• **Problem to solve**
From the entries below, please output exactly the lines starting at the one containing "repository 25133cae18d12900" and ending at the one containing "pattern name extraction", both included.

Stored data entries:
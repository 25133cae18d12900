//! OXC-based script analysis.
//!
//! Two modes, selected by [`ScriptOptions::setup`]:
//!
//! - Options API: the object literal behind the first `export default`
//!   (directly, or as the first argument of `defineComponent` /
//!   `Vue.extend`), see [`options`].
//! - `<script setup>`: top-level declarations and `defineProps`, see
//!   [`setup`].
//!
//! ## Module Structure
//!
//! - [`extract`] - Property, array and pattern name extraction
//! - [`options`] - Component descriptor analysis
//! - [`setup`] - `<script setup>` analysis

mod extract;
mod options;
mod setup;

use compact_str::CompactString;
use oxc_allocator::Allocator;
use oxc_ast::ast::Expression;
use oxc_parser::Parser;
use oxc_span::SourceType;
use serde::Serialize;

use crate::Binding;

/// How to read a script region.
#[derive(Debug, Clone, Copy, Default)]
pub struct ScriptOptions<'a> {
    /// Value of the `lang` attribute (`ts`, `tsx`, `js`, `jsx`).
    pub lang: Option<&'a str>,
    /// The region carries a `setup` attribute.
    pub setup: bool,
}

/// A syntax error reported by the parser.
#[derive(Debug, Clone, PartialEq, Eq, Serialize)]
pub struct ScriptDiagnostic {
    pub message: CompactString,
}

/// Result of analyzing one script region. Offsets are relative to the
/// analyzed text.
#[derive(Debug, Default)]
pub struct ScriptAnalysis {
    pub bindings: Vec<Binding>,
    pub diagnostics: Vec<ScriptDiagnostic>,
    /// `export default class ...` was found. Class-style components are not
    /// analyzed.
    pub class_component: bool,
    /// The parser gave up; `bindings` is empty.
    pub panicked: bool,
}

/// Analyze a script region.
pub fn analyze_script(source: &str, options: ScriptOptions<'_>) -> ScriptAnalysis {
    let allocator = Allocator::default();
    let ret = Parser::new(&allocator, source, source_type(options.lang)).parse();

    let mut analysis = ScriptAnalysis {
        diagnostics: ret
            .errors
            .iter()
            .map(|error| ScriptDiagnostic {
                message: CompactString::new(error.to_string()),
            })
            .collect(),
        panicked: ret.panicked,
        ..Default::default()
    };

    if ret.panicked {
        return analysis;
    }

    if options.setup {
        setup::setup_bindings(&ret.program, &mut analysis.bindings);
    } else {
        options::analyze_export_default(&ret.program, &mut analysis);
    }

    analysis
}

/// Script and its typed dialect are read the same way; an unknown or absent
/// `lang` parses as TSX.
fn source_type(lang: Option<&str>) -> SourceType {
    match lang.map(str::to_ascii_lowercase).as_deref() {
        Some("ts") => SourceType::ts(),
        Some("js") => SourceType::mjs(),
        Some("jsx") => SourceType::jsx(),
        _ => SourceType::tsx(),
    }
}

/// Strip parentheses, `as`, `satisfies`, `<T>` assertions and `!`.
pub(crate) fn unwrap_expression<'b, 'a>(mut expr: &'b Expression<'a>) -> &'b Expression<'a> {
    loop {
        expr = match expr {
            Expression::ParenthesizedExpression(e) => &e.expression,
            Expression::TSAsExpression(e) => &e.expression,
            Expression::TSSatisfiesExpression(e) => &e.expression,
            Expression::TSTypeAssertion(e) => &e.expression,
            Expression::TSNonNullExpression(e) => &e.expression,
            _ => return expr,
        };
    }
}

--

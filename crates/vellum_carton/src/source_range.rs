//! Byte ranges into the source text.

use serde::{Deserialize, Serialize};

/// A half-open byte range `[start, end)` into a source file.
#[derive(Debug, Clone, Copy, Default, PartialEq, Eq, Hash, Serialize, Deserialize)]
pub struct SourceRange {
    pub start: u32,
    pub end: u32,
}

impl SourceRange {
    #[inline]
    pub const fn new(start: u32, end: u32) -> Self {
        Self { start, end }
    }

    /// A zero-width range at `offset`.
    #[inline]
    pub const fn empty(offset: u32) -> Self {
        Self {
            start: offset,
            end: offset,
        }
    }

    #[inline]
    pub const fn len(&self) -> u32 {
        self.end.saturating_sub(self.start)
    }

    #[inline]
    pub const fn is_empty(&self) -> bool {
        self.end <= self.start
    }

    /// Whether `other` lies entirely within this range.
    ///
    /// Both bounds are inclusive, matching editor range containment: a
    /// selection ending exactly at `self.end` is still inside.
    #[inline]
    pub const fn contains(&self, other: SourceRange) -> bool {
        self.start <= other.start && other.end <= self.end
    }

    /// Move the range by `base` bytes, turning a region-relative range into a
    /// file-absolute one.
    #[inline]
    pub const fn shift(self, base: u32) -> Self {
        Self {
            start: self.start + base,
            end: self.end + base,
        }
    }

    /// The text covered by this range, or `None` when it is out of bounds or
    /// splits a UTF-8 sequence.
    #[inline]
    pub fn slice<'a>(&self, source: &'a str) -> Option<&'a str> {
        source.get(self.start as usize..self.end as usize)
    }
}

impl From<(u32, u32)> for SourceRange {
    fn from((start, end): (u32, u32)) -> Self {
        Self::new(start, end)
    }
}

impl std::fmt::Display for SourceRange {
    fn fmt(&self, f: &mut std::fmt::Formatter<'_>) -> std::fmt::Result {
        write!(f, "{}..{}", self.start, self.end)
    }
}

• **Your solution**
repository 25133cae18d12900
//! OXC-based script analysis.
//!
//! Two modes, selected by [`ScriptOptions::setup`]:
//!
//! - Options API: the object literal behind the first `export default`
//!   (directly, or as the first argument of `defineComponent` /
//!   `Vue.extend`), see [`options`].
//! - `<script setup>`: top-level declarations and `defineProps`, see
//!   [`setup`].
//!
//! ## Module Structure
//!
//! - [`extract`] - Property, array and pattern name extraction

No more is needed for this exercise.